Exercise prompt – Your answer should be only the lines below from the one with "repository b0ef7bad605ff09f" to the one with "use crate::trend::TrendDetector;", repeated exactly, ends included.

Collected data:

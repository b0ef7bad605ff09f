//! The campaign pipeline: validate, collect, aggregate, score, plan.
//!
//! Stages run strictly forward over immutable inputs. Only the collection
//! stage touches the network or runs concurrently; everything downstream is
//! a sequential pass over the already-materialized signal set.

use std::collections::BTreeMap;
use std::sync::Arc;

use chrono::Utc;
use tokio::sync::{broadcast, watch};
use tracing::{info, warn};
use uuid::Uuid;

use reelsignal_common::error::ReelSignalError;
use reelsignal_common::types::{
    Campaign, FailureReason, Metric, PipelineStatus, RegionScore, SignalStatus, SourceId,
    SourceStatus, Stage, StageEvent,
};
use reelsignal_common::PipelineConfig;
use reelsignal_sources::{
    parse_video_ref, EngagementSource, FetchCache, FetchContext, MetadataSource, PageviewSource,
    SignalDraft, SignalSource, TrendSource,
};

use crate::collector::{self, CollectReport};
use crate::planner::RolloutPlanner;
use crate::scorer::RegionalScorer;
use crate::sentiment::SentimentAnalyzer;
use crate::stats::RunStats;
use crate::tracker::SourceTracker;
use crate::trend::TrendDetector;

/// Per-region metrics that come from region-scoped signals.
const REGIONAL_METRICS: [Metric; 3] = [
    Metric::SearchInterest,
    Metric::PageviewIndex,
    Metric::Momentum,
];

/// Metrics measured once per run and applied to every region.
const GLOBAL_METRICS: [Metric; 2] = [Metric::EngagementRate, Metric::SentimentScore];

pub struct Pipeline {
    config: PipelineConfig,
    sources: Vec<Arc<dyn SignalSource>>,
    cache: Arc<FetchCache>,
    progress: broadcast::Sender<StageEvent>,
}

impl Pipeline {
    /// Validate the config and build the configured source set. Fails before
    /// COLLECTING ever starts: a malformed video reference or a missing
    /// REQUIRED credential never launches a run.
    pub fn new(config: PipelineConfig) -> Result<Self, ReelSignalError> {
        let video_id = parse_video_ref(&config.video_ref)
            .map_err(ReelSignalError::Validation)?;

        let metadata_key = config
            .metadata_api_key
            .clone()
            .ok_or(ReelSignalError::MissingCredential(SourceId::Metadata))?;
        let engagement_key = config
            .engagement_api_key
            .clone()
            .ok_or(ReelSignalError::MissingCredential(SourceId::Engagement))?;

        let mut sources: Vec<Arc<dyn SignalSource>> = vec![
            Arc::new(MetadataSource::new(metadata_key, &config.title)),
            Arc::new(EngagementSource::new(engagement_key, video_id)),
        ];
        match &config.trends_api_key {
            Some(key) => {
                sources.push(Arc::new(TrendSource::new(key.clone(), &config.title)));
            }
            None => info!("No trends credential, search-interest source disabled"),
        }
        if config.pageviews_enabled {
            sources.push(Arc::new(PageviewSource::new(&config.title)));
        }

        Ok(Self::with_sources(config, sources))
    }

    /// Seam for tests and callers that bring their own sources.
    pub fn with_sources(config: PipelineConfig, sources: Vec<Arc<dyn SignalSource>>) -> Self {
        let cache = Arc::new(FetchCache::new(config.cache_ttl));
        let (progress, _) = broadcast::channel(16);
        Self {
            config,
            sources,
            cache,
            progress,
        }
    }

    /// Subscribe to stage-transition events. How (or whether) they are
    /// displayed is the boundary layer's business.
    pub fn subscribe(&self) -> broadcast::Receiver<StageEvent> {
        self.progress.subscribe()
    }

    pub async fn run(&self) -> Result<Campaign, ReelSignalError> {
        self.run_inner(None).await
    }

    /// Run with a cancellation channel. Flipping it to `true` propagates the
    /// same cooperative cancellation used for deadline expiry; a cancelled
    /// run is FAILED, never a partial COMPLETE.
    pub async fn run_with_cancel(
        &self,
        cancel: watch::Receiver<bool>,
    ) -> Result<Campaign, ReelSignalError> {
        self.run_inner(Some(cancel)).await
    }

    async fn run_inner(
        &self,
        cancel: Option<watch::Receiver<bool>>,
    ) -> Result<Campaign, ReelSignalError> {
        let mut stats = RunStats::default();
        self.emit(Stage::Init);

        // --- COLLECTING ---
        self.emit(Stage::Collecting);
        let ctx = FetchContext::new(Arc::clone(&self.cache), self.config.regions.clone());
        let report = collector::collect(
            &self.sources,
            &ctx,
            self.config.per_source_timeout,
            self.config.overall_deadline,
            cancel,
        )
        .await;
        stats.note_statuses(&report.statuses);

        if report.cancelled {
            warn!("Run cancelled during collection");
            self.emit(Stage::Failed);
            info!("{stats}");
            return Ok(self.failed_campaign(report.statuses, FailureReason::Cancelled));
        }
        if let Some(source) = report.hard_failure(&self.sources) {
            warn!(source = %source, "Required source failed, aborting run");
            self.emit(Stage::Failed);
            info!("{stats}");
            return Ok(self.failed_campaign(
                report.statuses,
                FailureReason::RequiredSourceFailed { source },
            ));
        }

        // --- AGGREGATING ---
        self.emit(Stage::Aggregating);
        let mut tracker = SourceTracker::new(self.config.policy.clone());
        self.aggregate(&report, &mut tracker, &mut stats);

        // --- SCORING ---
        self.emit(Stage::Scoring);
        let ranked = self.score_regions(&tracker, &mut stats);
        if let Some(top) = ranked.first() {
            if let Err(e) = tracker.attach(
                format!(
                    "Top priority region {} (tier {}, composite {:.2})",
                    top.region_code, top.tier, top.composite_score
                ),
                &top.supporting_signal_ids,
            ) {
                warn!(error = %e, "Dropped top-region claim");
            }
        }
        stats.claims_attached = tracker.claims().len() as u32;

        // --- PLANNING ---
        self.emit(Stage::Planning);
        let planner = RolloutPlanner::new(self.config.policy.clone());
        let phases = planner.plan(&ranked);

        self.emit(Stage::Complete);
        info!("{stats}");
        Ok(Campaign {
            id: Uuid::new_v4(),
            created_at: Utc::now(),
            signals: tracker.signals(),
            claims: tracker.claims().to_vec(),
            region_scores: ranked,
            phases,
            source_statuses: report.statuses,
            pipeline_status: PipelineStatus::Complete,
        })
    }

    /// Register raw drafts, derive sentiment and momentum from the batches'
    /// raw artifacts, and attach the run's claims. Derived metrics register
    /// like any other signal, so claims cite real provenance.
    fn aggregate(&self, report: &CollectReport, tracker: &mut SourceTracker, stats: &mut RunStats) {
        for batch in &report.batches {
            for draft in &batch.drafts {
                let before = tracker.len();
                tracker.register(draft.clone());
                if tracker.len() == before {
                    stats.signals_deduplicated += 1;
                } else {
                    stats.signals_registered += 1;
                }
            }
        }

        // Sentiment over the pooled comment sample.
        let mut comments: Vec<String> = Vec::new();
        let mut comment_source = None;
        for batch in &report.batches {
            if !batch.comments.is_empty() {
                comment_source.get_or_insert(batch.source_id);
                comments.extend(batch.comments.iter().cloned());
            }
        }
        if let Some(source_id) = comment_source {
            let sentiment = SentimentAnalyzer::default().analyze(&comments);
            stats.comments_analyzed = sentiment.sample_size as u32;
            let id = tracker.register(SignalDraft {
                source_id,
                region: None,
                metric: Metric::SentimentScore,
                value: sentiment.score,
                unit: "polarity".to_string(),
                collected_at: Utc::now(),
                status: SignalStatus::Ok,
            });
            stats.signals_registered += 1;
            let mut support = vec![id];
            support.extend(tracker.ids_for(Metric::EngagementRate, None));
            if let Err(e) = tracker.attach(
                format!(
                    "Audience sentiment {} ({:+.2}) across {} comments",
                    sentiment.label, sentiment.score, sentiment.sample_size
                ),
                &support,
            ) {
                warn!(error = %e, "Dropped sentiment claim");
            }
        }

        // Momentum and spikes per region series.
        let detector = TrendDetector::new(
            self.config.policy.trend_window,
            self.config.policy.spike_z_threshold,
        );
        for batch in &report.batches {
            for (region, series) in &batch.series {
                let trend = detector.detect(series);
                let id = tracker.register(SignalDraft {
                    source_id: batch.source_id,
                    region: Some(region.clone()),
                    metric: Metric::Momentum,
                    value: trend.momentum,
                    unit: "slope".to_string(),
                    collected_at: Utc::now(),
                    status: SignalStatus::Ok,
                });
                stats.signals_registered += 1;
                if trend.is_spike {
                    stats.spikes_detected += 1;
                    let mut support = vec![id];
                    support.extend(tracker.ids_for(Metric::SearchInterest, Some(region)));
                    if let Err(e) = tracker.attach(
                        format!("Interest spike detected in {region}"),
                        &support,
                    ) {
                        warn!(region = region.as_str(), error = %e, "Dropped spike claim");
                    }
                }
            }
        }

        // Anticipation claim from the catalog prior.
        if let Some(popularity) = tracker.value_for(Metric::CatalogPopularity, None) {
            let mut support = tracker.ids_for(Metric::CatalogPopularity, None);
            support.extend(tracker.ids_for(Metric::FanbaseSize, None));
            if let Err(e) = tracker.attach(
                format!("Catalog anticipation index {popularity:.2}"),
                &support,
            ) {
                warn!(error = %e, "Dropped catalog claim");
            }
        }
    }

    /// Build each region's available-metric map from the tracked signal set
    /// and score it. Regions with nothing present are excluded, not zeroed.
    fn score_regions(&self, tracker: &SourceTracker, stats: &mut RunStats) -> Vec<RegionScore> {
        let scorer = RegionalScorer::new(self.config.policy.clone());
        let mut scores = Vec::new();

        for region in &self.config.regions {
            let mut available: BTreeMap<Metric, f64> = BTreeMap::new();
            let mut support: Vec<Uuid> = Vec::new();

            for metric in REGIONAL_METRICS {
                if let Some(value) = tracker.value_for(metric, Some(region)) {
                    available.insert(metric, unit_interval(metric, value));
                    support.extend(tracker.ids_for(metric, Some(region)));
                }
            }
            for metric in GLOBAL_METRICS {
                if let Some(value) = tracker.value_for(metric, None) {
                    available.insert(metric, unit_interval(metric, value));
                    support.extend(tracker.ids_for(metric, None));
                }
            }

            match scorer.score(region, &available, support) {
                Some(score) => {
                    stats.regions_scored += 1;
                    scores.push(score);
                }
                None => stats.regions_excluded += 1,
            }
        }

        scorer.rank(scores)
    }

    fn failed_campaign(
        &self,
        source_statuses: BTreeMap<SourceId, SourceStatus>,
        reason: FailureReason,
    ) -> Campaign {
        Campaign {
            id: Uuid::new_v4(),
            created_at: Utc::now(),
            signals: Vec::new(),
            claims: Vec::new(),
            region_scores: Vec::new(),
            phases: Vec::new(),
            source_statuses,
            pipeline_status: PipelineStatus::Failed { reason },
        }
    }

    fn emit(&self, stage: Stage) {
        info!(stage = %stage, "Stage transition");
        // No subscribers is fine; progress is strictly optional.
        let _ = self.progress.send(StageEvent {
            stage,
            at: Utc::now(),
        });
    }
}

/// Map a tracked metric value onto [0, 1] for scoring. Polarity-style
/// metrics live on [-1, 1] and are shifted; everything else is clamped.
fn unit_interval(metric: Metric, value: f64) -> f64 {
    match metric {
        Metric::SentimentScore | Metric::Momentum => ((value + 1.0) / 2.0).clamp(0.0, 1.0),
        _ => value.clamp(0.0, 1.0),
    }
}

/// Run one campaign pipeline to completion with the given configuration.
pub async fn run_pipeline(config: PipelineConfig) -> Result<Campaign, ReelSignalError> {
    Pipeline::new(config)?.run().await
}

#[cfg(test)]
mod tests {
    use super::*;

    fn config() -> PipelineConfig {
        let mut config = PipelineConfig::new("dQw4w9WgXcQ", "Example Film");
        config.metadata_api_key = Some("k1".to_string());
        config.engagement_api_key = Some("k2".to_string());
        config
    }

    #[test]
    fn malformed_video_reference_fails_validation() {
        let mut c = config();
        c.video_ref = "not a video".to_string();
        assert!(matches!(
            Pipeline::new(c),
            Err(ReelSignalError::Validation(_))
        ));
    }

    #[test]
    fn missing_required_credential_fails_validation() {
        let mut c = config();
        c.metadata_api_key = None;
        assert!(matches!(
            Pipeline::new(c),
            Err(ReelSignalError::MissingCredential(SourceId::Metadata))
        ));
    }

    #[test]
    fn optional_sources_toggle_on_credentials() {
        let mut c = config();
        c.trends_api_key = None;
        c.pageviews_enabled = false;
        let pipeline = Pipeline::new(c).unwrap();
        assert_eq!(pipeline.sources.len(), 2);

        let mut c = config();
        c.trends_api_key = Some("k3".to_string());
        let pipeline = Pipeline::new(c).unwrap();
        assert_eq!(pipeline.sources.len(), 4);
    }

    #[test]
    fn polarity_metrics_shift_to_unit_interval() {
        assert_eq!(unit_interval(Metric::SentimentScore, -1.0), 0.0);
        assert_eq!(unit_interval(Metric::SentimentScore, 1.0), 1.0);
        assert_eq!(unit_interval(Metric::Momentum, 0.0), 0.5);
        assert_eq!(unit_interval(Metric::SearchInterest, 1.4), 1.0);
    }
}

==

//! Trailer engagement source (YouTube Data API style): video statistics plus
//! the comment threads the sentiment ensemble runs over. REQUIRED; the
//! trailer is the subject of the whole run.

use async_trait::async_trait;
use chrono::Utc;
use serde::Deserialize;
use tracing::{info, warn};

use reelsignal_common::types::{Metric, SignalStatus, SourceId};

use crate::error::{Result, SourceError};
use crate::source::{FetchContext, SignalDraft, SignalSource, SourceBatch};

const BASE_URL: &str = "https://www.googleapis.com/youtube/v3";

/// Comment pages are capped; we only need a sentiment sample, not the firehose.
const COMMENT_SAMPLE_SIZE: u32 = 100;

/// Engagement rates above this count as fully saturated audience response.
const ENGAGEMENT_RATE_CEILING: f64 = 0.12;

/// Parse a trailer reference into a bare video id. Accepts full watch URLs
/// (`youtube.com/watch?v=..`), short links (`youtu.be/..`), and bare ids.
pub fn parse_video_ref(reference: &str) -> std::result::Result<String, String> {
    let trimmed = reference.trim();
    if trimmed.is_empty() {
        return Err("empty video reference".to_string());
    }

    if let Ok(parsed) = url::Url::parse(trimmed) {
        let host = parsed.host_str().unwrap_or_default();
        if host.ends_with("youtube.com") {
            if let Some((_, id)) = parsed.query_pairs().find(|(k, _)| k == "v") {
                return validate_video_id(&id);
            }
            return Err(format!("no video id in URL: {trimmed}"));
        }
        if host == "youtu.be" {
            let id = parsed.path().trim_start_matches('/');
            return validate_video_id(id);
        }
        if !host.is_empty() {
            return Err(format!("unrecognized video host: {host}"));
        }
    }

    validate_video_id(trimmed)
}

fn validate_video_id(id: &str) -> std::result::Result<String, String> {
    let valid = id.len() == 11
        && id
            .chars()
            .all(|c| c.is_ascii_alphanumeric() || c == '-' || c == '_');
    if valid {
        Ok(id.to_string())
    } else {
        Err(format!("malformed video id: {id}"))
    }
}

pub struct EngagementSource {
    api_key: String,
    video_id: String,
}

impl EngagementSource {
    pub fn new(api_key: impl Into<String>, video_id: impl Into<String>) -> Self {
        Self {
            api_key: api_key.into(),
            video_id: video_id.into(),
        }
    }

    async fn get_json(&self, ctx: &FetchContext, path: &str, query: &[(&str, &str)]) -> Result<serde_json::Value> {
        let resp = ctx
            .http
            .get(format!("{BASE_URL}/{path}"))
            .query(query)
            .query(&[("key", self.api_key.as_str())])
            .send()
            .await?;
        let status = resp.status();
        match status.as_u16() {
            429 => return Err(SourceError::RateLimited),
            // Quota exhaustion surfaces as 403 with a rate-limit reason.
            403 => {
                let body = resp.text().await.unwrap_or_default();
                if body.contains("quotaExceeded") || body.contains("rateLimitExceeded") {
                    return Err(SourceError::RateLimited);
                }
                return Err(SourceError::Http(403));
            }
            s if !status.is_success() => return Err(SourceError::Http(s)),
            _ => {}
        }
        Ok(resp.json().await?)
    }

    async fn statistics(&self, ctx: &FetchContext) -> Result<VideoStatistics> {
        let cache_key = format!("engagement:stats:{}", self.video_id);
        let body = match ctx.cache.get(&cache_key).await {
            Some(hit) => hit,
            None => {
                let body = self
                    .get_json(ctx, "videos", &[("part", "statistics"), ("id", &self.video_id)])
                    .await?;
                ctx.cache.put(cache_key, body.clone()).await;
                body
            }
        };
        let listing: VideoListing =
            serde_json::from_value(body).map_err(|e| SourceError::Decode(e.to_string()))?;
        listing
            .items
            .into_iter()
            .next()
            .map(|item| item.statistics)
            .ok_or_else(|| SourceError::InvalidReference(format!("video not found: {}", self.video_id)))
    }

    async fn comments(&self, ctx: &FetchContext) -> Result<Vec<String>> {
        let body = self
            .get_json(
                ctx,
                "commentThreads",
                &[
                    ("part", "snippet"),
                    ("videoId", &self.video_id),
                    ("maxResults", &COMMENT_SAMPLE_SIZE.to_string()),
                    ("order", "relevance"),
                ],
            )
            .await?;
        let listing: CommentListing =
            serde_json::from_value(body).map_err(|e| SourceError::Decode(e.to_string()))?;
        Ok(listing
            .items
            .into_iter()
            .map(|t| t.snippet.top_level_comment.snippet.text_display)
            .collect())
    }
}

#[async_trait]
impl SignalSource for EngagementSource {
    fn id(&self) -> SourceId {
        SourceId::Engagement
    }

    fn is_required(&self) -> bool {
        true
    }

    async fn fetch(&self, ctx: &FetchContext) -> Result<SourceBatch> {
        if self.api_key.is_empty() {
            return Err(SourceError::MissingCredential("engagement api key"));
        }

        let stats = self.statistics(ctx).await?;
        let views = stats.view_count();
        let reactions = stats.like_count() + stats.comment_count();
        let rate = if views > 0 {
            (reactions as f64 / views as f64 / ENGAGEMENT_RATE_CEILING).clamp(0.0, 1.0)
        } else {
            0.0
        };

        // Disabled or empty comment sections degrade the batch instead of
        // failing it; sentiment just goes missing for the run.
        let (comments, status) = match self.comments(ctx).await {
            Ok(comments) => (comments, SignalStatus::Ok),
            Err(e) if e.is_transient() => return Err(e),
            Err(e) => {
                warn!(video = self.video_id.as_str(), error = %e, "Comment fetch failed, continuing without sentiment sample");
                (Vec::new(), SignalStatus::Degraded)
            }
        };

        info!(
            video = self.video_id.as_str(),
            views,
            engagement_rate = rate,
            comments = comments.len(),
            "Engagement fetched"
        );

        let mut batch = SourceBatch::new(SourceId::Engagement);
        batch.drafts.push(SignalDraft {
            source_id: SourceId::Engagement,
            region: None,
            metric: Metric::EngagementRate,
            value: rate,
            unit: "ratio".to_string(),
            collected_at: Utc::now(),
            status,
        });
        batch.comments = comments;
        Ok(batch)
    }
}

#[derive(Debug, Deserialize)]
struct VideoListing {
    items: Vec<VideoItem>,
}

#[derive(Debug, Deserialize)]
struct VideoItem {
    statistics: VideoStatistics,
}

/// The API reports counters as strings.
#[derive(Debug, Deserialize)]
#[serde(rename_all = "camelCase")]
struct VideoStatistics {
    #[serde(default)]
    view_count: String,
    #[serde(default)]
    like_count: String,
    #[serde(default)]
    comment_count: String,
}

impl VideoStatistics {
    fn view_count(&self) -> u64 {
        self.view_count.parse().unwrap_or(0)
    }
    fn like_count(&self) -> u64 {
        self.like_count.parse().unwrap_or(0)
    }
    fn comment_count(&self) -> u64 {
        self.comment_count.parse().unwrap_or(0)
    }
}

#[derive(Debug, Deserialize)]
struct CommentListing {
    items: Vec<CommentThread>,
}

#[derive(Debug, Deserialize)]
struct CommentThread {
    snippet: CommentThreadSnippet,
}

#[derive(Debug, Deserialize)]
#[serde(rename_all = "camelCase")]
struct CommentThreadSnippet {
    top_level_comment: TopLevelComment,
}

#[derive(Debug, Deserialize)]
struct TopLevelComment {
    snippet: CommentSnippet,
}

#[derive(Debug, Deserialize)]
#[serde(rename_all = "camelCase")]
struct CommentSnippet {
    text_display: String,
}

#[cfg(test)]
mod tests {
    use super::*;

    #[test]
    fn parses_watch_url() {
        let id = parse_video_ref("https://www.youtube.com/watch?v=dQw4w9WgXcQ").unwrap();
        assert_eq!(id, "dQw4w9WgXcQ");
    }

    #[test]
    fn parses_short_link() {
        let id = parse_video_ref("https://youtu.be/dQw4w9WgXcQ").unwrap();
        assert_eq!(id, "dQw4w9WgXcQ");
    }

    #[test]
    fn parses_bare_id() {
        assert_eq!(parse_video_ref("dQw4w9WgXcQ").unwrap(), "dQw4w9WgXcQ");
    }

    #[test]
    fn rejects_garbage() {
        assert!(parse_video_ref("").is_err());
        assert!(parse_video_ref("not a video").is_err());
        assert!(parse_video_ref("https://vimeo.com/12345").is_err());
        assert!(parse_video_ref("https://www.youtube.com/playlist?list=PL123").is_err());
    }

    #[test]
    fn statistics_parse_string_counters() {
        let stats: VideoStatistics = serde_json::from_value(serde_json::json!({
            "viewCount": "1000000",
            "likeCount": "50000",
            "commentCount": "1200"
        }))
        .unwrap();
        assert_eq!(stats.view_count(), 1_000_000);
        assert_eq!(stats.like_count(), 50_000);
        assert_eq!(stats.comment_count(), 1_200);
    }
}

Solution for this problem –
repository b0ef7bad605ff09f
//! The campaign pipeline: validate, collect, aggregate, score, plan.
//!
//! Stages run strictly forward over immutable inputs. Only the collection
//! stage touches the network or runs concurrently; everything downstream is
//! a sequential pass over the already-materialized signal set.

use std::collections::BTreeMap;
use std::sync::Arc;

use chrono::Utc;
use tokio::sync::{broadcast, watch};
use tracing::{info, warn};
use uuid::Uuid;

use reelsignal_common::error::ReelSignalError;
use reelsignal_common::types::{
    Campaign, FailureReason, Metric, PipelineStatus, RegionScore, SignalStatus, SourceId,
    SourceStatus, Stage, StageEvent,
};
use reelsignal_common::PipelineConfig;
use reelsignal_sources::{
    parse_video_ref, EngagementSource, FetchCache, FetchContext, MetadataSource, PageviewSource,
    SignalDraft, SignalSource, TrendSource,
};

use crate::collector::{self, CollectReport};
use crate::planner::RolloutPlanner;
use crate::scorer::RegionalScorer;
use crate::sentiment::SentimentAnalyzer;
use crate::stats::RunStats;
use crate::tracker::SourceTracker;
use crate::trend::TrendDetector;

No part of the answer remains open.